→ **YOUR INSTRUCTIONS**
Gather all lines in the records below that include the word "extra".

→ **LISTED RECORDS**
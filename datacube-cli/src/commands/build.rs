//! Build command - generate jobs, dispatch them and commit the cube.

use std::path::{Path, PathBuf};
use std::sync::Arc;

use chrono::NaiveDate;
use clap::Args;
use datacube::app::{run_build, BuildOptions, RunSummary};
use datacube::config::ConfigFile;
use datacube::executor::{CommitPolicy, DispatchProgress, Dispatcher, ExecutionBackend, RetryPolicy};
use datacube::grid::{CubeConfig, Extent};
use datacube::processor::WorkerEnvironment;
use datacube::storage::CommitOutcome;
use indicatif::{ProgressBar, ProgressStyle};

use super::common::{
    create_backend, resolve_backend_kind, resolve_land_mask, resolve_store, BackendSettings,
    BackendType, StorageType,
    CLOUD_PROVIDER_ENV, REGION_ENV,
};
use super::Completion;
use crate::error::CliError;
use crate::runner::CliRunner;

/// Arguments for the build command.
#[derive(Debug, Args)]
pub struct BuildArgs {
    /// Start date (YYYY-MM-DD); only year and month are used
    #[arg(long)]
    pub start_date: NaiveDate,

    /// End date (YYYY-MM-DD); only year and month are used
    #[arg(long)]
    pub end_date: NaiveDate,

    /// Bounding box in degrees
    #[arg(
        long,
        num_args = 4,
        required = true,
        allow_negative_numbers = true,
        value_names = ["MIN_LON", "MIN_LAT", "MAX_LON", "MAX_LAT"]
    )]
    pub bbox: Vec<f64>,

    /// Temporal sampling frequency in months (1-24)
    #[arg(long)]
    pub time_frequency_months: Option<u32>,

    /// Spatial resolution in degrees
    #[arg(long)]
    pub resolution: Option<f64>,

    /// Chunk (tile) size in pixels
    #[arg(long)]
    pub chunk_size: Option<usize>,

    /// Bands to include, comma-separated or repeated
    #[arg(long, value_delimiter = ',')]
    pub bands: Vec<String>,

    /// Name of the data variable in the cube
    #[arg(long)]
    pub varname: Option<String>,

    /// Coordinate system of the cube (only 4326 is supported)
    #[arg(long)]
    pub epsg: Option<u32>,

    /// Execution backend
    #[arg(long, value_enum)]
    pub backend: Option<BackendType>,

    /// Storage backend
    #[arg(long, value_enum)]
    pub storage: Option<StorageType>,

    /// Store location (path or file:// URI)
    #[arg(long)]
    pub store_uri: Option<String>,

    /// GeoJSON land polygons; ocean-only tiles are skipped
    #[arg(long)]
    pub land_mask: Option<PathBuf>,

    /// Process at most this many chunks
    #[arg(long)]
    pub limit: Option<usize>,

    /// Enable debug logging here and in workers
    #[arg(long)]
    pub debug: bool,

    /// Keep the existing store instead of resetting it and writing the schema
    #[arg(long)]
    pub no_initialize: bool,

    /// Retries per chunk after the first attempt
    #[arg(long)]
    pub retries: Option<u32>,

    /// Maximum concurrent invocations
    #[arg(long)]
    pub max_in_flight: Option<usize>,

    /// When to commit: always, all-succeeded or partial:<ratio>
    #[arg(long)]
    pub commit_policy: Option<CommitPolicy>,

    /// Function service URL (http backend)
    #[arg(long)]
    pub endpoint: Option<String>,

    /// Per-invocation timeout in seconds
    #[arg(long)]
    pub timeout: Option<u64>,

    /// Directory for the CSV result log
    #[arg(long)]
    pub log_dir: Option<PathBuf>,

    /// Region reported in results of local runs
    #[arg(long, env = REGION_ENV)]
    pub region: Option<String>,

    /// Cloud provider reported in results of local runs
    #[arg(long, env = CLOUD_PROVIDER_ENV)]
    pub cloud_provider: Option<String>,
}

impl BuildArgs {
    /// Cube definition: CLI flags over `[processing]` defaults.
    fn cube_config(&self, config: &ConfigFile) -> Result<CubeConfig, CliError> {
        let [min_lon, min_lat, max_lon, max_lat] = self.bbox[..] else {
            return Err(CliError::Config(format!(
                "--bbox takes 4 values, got {}",
                self.bbox.len()
            )));
        };
        let processing = &config.processing;
        let bands = if self.bands.is_empty() {
            processing.bands.clone()
        } else {
            self.bands.clone()
        };

        Ok(CubeConfig::new(
            self.start_date,
            self.end_date,
            Extent::new(min_lon, min_lat, max_lon, max_lat),
        )
        .with_resolution(self.resolution.unwrap_or(processing.resolution))
        .with_epsg(self.epsg.unwrap_or(processing.epsg))
        .with_time_frequency_months(
            self.time_frequency_months
                .unwrap_or(processing.time_frequency_months),
        )
        .with_chunk_size(self.chunk_size.unwrap_or(processing.chunk_size))
        .with_bands(bands)
        .with_varname(
            self.varname
                .clone()
                .unwrap_or_else(|| processing.varname.clone()),
        ))
    }

    fn build_options(&self, config: &ConfigFile) -> BuildOptions {
        BuildOptions {
            initialize: !self.no_initialize,
            limit: self.limit,
            debug: self.debug,
            retries: self.retries.unwrap_or(config.executor.retries),
            commit_policy: self
                .commit_policy
                .clone()
                .unwrap_or_else(|| config.executor.commit_policy.clone()),
            log_dir: self
                .log_dir
                .clone()
                .unwrap_or_else(|| config.logging.results_directory.clone()),
        }
    }
}

fn progress_bar() -> ProgressBar {
    let bar = ProgressBar::new(0);
    bar.set_style(
        ProgressStyle::with_template(
            "{spinner:.green} [{elapsed_precise}] [{bar:40.cyan/blue}] {pos}/{len} chunks ({eta})",
        )
        .unwrap_or_else(|_| ProgressStyle::default_bar())
        .progress_chars("#>-"),
    );
    bar
}

/// Run the build command.
pub async fn run(args: BuildArgs, config_path: Option<&Path>) -> Result<Completion, CliError> {
    let runner = CliRunner::new(config_path, args.debug)?;
    runner.log_startup("build");
    let config = runner.config();

    let cube = args.cube_config(config)?;
    cube.validate().map_err(|e| CliError::Build(e.into()))?;
    let options = args.build_options(config);
    let store = resolve_store(args.storage, args.store_uri.clone(), config)?;
    let land_mask = resolve_land_mask(args.land_mask.as_deref())?;

    let kind = resolve_backend_kind(args.backend, config);
    let backend = create_backend(
        BackendSettings {
            kind,
            endpoint: args
                .endpoint
                .clone()
                .or_else(|| config.executor.endpoint.clone()),
            timeout_secs: args.timeout.unwrap_or(config.executor.timeout_secs),
            config_path,
            environment: WorkerEnvironment::new(args.region.clone(), args.cloud_provider.clone()),
        },
        config,
    )?;

    let bar = progress_bar();
    let progress = {
        let bar = bar.clone();
        DispatchProgress::new().with_callback(Arc::new(move |finished, total| {
            bar.set_length(total as u64);
            bar.set_position(finished as u64);
        }))
    };
    let dispatcher = Dispatcher::new(backend)
        .with_retry_policy(RetryPolicy::from_retries(options.retries))
        .with_max_in_flight(
            args.max_in_flight
                .unwrap_or(config.executor.max_in_flight),
        )
        .with_progress(progress);

    println!("Datacube Build v{}", datacube::VERSION);
    println!("====================");
    println!();
    println!("Period:   {} to {}", args.start_date, args.end_date);
    println!("Tiles:    {}", cube.num_tiles());
    println!("Backend:  {}", dispatcher.backend().name());
    println!("Store:    {}", store.kind());
    println!("Commit:   {}", options.commit_policy);
    println!();

    let result = run_build(cube, store.as_ref(), land_mask.as_ref(), &dispatcher, &options).await;
    bar.finish_and_clear();
    let summary = result?;

    print_summary(&summary);
    Ok(if summary.is_complete() {
        Completion::Complete
    } else {
        Completion::Partial
    })
}

fn print_summary(summary: &RunSummary) {
    println!("Build Summary");
    println!("─────────────");
    println!("  Chunks:      {}", summary.total);
    println!("  Written:     {}", summary.succeeded);
    println!("  No scenes:   {}", summary.no_data);
    println!("  Failed:      {}", summary.failed);
    println!("  Ocean tiles: {}", summary.skipped_tiles);
    match &summary.commit {
        Some(CommitOutcome::Committed { id }) => println!("  Commit:      {}", id),
        Some(CommitOutcome::Unchanged) => println!("  Commit:      nothing to commit"),
        Some(CommitOutcome::NotTransactional) => println!("  Commit:      writes already visible"),
        None => println!("  Commit:      withheld by commit policy"),
    }
    println!("  Result log:  {}", summary.log_path.display());
}

#[cfg(test)]
mod tests {
    use super::*;
    use clap::Parser;

    #[derive(Parser)]
    struct TestCli {
        #[command(flatten)]
        build: BuildArgs,
    }

    fn parse(extra: &[&str]) -> BuildArgs {
        let mut argv = vec![
            "datacube",
            "--start-date",
            "2020-01-15",
            "--end-date",
            "2020-06-01",
            "--bbox",
            "-122.5",
            "37.0",
            "-121.5",
            "38.0",
        ];
        argv.extend_from_slice(extra);
        TestCli::parse_from(argv).build
    }

    #[test]
    fn test_negative_bbox_values_parse() {
        let args = parse(&[]);
        assert_eq!(args.bbox, vec![-122.5, 37.0, -121.5, 38.0]);
    }

    #[test]
    fn test_flags_override_config() {
        let args = parse(&["--chunk-size", "600", "--bands", "red,nir"]);
        let mut config = ConfigFile::default();
        config.processing.chunk_size = 300;
        config.processing.varname = "composite".to_string();

        let cube = args.cube_config(&config).unwrap();
        assert_eq!(cube.chunk_size(), 600);
        assert_eq!(cube.bands(), ["red".to_string(), "nir".to_string()]);
        assert_eq!(cube.varname(), "composite");
    }

    #[test]
    fn test_build_options_from_config() {
        let args = parse(&["--no-initialize", "--commit-policy", "partial:0.5"]);
        let mut config = ConfigFile::default();
        config.executor.retries = 4;

        let options = args.build_options(&config);
        assert!(!options.initialize);
        assert_eq!(options.retries, 4);
        assert_eq!(
            options.commit_policy,
            CommitPolicy::PartialSuccess { threshold: 0.5 }
        );
    }
}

→ **WRITTEN RESPONSE**
    fn parse(extra: &[&str]) -> BuildArgs {
        argv.extend_from_slice(extra);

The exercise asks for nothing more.